Output the records exactly, every one of them.
____
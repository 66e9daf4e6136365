//! Disease reference catalog.
//!
//! Built once at startup from the disease reference table. Each row is annotated with a
//! severity and a specialist derived purely from its lowercased name, and the result is
//! read-only for the lifetime of the process.

use crate::constants::{
    DEFAULT_SPECIALIST, DISEASE_COLUMN, SAMPLE_COUNT_COLUMN, SEVERITY_OVERRIDES,
    SPECIALIST_KEYWORDS,
};
use crate::error::{CoreError, CoreResult};
use curecast_types::Severity;
use serde::Deserialize;
use std::collections::HashMap;
use std::io::Read;
use std::path::Path;

/// One raw row of the disease reference table.
#[derive(Clone, Debug, Deserialize, PartialEq, Eq)]
pub struct CatalogRow {
    #[serde(rename = "Disease")]
    pub disease: String,
    #[serde(rename = "Sample_Count")]
    pub sample_count: u64,
}

/// A disease annotated with its derived severity and specialist.
#[derive(Clone, Debug, PartialEq, Eq)]
pub struct DiseaseCatalogEntry {
    pub display_name: String,
    /// Lowercased `display_name`; the join key for predictions.
    pub normalized_key: String,
    pub sample_count: u64,
    pub severity: Severity,
    pub specialist: &'static str,
}

impl DiseaseCatalogEntry {
    fn from_row(row: CatalogRow) -> Self {
        let normalized_key = normalize_disease_name(&row.disease);
        Self {
            severity: severity_for(&normalized_key),
            specialist: specialist_for(&normalized_key),
            display_name: row.disease,
            normalized_key,
            sample_count: row.sample_count,
        }
    }
}

/// Lowercase a disease name into its catalog join key.
///
/// Only case is folded. Names differing in whitespace produce different keys.
pub fn normalize_disease_name(name: &str) -> String {
    name.to_lowercase()
}

/// Severity for a normalized disease key.
pub fn severity_for(normalized_key: &str) -> Severity {
    SEVERITY_OVERRIDES
        .iter()
        .find(|(key, _)| *key == normalized_key)
        .map(|(_, severity)| *severity)
        .unwrap_or_default()
}

/// Specialist for a normalized disease key: first keyword contained in the key wins.
pub fn specialist_for(normalized_key: &str) -> &'static str {
    SPECIALIST_KEYWORDS
        .iter()
        .find(|(keyword, _)| normalized_key.contains(keyword))
        .map(|(_, specialist)| *specialist)
        .unwrap_or(DEFAULT_SPECIALIST)
}

/// Read-only disease table keyed by normalized name.
#[derive(Clone, Debug, Default)]
pub struct DiseaseCatalog {
    entries: Vec<DiseaseCatalogEntry>,
    index: HashMap<String, usize>,
}

impl DiseaseCatalog {
    /// Build the catalog from raw rows.
    ///
    /// Rows whose names lowercase to the same key collide; the later row replaces the earlier
    /// one in place so the listing and lookups stay consistent.
    ///
    /// # Errors
    ///
    /// Returns `CoreError::InvalidInput` if a row has a blank disease name.
    pub fn build(rows: impl IntoIterator<Item = CatalogRow>) -> CoreResult<Self> {
        let mut catalog = Self::default();

        for (row_number, row) in rows.into_iter().enumerate() {
            if row.disease.trim().is_empty() {
                return Err(CoreError::InvalidInput(format!(
                    "disease catalog row {} has an empty {DISEASE_COLUMN}",
                    row_number + 1
                )));
            }

            let entry = DiseaseCatalogEntry::from_row(row);
            match catalog.index.get(&entry.normalized_key) {
                Some(&existing) => {
                    tracing::warn!(
                        "disease catalog key collision on '{}': '{}' replaces '{}'",
                        entry.normalized_key,
                        entry.display_name,
                        catalog.entries[existing].display_name
                    );
                    catalog.entries[existing] = entry;
                }
                None => {
                    catalog
                        .index
                        .insert(entry.normalized_key.clone(), catalog.entries.len());
                    catalog.entries.push(entry);
                }
            }
        }

        Ok(catalog)
    }

    /// Parse the reference table from CSV text.
    ///
    /// Header names are trimmed before matching and columns other than `Disease` and
    /// `Sample_Count` are ignored.
    pub fn from_reader<R: Read>(reader: R) -> CoreResult<Self> {
        let mut csv_reader = csv::ReaderBuilder::new()
            .trim(csv::Trim::Headers)
            .from_reader(reader);

        let headers = csv_reader.headers()?.clone();
        for required in [DISEASE_COLUMN, SAMPLE_COUNT_COLUMN] {
            if !headers.iter().any(|h| h == required) {
                return Err(CoreError::MissingCatalogColumn(required));
            }
        }

        let rows = csv_reader
            .deserialize::<CatalogRow>()
            .collect::<Result<Vec<_>, _>>()?;

        Self::build(rows)
    }

    /// Load the reference table from a CSV file on disk.
    pub fn from_csv_path(path: &Path) -> CoreResult<Self> {
        let file = std::fs::File::open(path).map_err(|source| CoreError::CatalogRead {
            path: path.to_path_buf(),
            source,
        })?;
        Self::from_reader(std::io::BufReader::new(file))
    }

    /// Look up an entry by its normalized key.
    pub fn lookup(&self, normalized_key: &str) -> Option<&DiseaseCatalogEntry> {
        self.index
            .get(normalized_key)
            .map(|&idx| &self.entries[idx])
    }

    /// Entries in the order their keys first appeared in the source table.
    pub fn entries(&self) -> &[DiseaseCatalogEntry] {
        &self.entries
    }

    pub fn len(&self) -> usize {
        self.entries.len()
    }

    pub fn is_empty(&self) -> bool {
        self.entries.is_empty()
    }
}
use std::path::PathBuf;

#[derive(Debug, thiserror::Error)]
pub enum CoreError {
    #[error("invalid input: {0}")]
    InvalidInput(String),
    #[error("failed to read model artifact {path}: {source}", path = path.display())]
    ArtifactRead {
        path: PathBuf,
        #[source]
        source: std::io::Error,
    },
    #[error("model artifact schema mismatch at {path}: {source}")]
    ArtifactParse {
        path: String,
        #[source]
        source: serde_json::Error,
    },
    #[error("invalid model artifact field `{field}`: {reason}")]
    InvalidArtifact { field: &'static str, reason: String },
    #[error("failed to read disease catalog {path}: {source}", path = path.display())]
    CatalogRead {
        path: PathBuf,
        #[source]
        source: std::io::Error,
    },
    #[error("failed to parse disease catalog: {0}")]
    CatalogParse(#[from] csv::Error),
    #[error("disease catalog is missing required column `{0}`")]
    MissingCatalogColumn(&'static str),
    #[error("inference failed: {0}")]
    Inference(String),
}

pub type CoreResult<T> = std::result::Result<T, CoreError>;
____
#### Answer for the task
repository 66e9daf4e6136365
//! Disease reference catalog.
//!
//! Built once at startup from the disease reference table. Each row is annotated with a
//! severity and a specialist derived purely from its lowercased name, and the result is
//! read-only for the lifetime of the process.

use crate::constants::{
    DEFAULT_SPECIALIST, DISEASE_COLUMN, SAMPLE_COUNT_COLUMN, SEVERITY_OVERRIDES,
    SPECIALIST_KEYWORDS,
};
use crate::error::{CoreError, CoreResult};
use curecast_types::Severity;
use serde::Deserialize;
use std::collections::HashMap;
use std::io::Read;
use std::path::Path;

/// One raw row of the disease reference table.
#[derive(Clone, Debug, Deserialize, PartialEq, Eq)]
pub struct CatalogRow {
    #[serde(rename = "Disease")]
    pub disease: String,
    #[serde(rename = "Sample_Count")]
    pub sample_count: u64,
}

/// A disease annotated with its derived severity and specialist.
#[derive(Clone, Debug, PartialEq, Eq)]
pub struct DiseaseCatalogEntry {
    pub display_name: String,
    /// Lowercased `display_name`; the join key for predictions.
    pub normalized_key: String,
    pub sample_count: u64,
    pub severity: Severity,
    pub specialist: &'static str,
}

impl DiseaseCatalogEntry {
    fn from_row(row: CatalogRow) -> Self {
        let normalized_key = normalize_disease_name(&row.disease);
        Self {
            severity: severity_for(&normalized_key),
            specialist: specialist_for(&normalized_key),
            display_name: row.disease,
            normalized_key,
            sample_count: row.sample_count,
        }
    }
}

/// Lowercase a disease name into its catalog join key.
///
/// Only case is folded. Names differing in whitespace produce different keys.
pub fn normalize_disease_name(name: &str) -> String {
    name.to_lowercase()
}

/// Severity for a normalized disease key.
pub fn severity_for(normalized_key: &str) -> Severity {
    SEVERITY_OVERRIDES
        .iter()
        .find(|(key, _)| *key == normalized_key)
        .map(|(_, severity)| *severity)
        .unwrap_or_default()
}

/// Specialist for a normalized disease key: first keyword contained in the key wins.
pub fn specialist_for(normalized_key: &str) -> &'static str {
    SPECIALIST_KEYWORDS
        .iter()
        .find(|(keyword, _)| normalized_key.contains(keyword))
        .map(|(_, specialist)| *specialist)
        .unwrap_or(DEFAULT_SPECIALIST)
}

/// Read-only disease table keyed by normalized name.
#[derive(Clone, Debug, Default)]
pub struct DiseaseCatalog {
    entries: Vec<DiseaseCatalogEntry>,
    index: HashMap<String, usize>,
}

impl DiseaseCatalog {
    /// Build the catalog from raw rows.
    ///
    /// Rows whose names lowercase to the same key collide; the later row replaces the earlier
    /// one in place so the listing and lookups stay consistent.
    ///
    /// # Errors
    ///
    /// Returns `CoreError::InvalidInput` if a row has a blank disease name.
    pub fn build(rows: impl IntoIterator<Item = CatalogRow>) -> CoreResult<Self> {
        let mut catalog = Self::default();

        for (row_number, row) in rows.into_iter().enumerate() {
            if row.disease.trim().is_empty() {
                return Err(CoreError::InvalidInput(format!(
                    "disease catalog row {} has an empty {DISEASE_COLUMN}",
                    row_number + 1
                )));
            }

            let entry = DiseaseCatalogEntry::from_row(row);
            match catalog.index.get(&entry.normalized_key) {
                Some(&existing) => {
                    tracing::warn!(
                        "disease catalog key collision on '{}': '{}' replaces '{}'",
                        entry.normalized_key,
                        entry.display_name,
                        catalog.entries[existing].display_name
                    );
                    catalog.entries[existing] = entry;
                }
                None => {
                    catalog
                        .index
                        .insert(entry.normalized_key.clone(), catalog.entries.len());
                    catalog.entries.push(entry);
                }
            }
        }

        Ok(catalog)
    }

    /// Parse the reference table from CSV text.
    ///
    /// Header names are trimmed before matching and columns other than `Disease` and
    /// `Sample_Count` are ignored.
    pub fn from_reader<R: Read>(reader: R) -> CoreResult<Self> {
        let mut csv_reader = csv::ReaderBuilder::new()
            .trim(csv::Trim::Headers)
            .from_reader(reader);

        let headers = csv_reader.headers()?.clone();
        for required in [DISEASE_COLUMN, SAMPLE_COUNT_COLUMN] {
            if !headers.iter().any(|h| h == required) {
                return Err(CoreError::MissingCatalogColumn(required));
            }
        }

        let rows = csv_reader
            .deserialize::<CatalogRow>()
            .collect::<Result<Vec<_>, _>>()?;

        Self::build(rows)
    }

    /// Load the reference table from a CSV file on disk.
    pub fn from_csv_path(path: &Path) -> CoreResult<Self> {
        let file = std::fs::File::open(path).map_err(|source| CoreError::CatalogRead {
            path: path.to_path_buf(),
            source,
        })?;
        Self::from_reader(std::io::BufReader::new(file))
    }

    /// Look up an entry by its normalized key.
    pub fn lookup(&self, normalized_key: &str) -> Option<&DiseaseCatalogEntry> {
        self.index
            .get(normalized_key)
            .map(|&idx| &self.entries[idx])
    }

    /// Entries in the order their keys first appeared in the source table.
    pub fn entries(&self) -> &[DiseaseCatalogEntry] {
        &self.entries
    }

    pub fn len(&self) -> usize {
        self.entries.len()
    }

    pub fn is_empty(&self) -> bool {
        self.entries.is_empty()
    }
}
use std::path::PathBuf;

#[derive(Debug, thiserror::Error)]
pub enum CoreError {
    #[error("invalid input: {0}")]
    InvalidInput(String),
    #[error("failed to read model artifact {path}: {source}", path = path.display())]
    ArtifactRead {
        path: PathBuf,
        #[source]
        source: std::io::Error,
    },
    #[error("model artifact schema mismatch at {path}: {source}")]
    ArtifactParse {
        path: String,
        #[source]
        source: serde_json::Error,
    },
    #[error("invalid model artifact field `{field}`: {reason}")]
    InvalidArtifact { field: &'static str, reason: String },
    #[error("failed to read disease catalog {path}: {source}", path = path.display())]
    CatalogRead {
        path: PathBuf,
        #[source]
        source: std::io::Error,
    },
    #[error("failed to parse disease catalog: {0}")]
    CatalogParse(#[from] csv::Error),
    #[error("disease catalog is missing required column `{0}`")]
    MissingCatalogColumn(&'static str),
    #[error("inference failed: {0}")]
    Inference(String),
}

pub type CoreResult<T> = std::result::Result<T, CoreError>;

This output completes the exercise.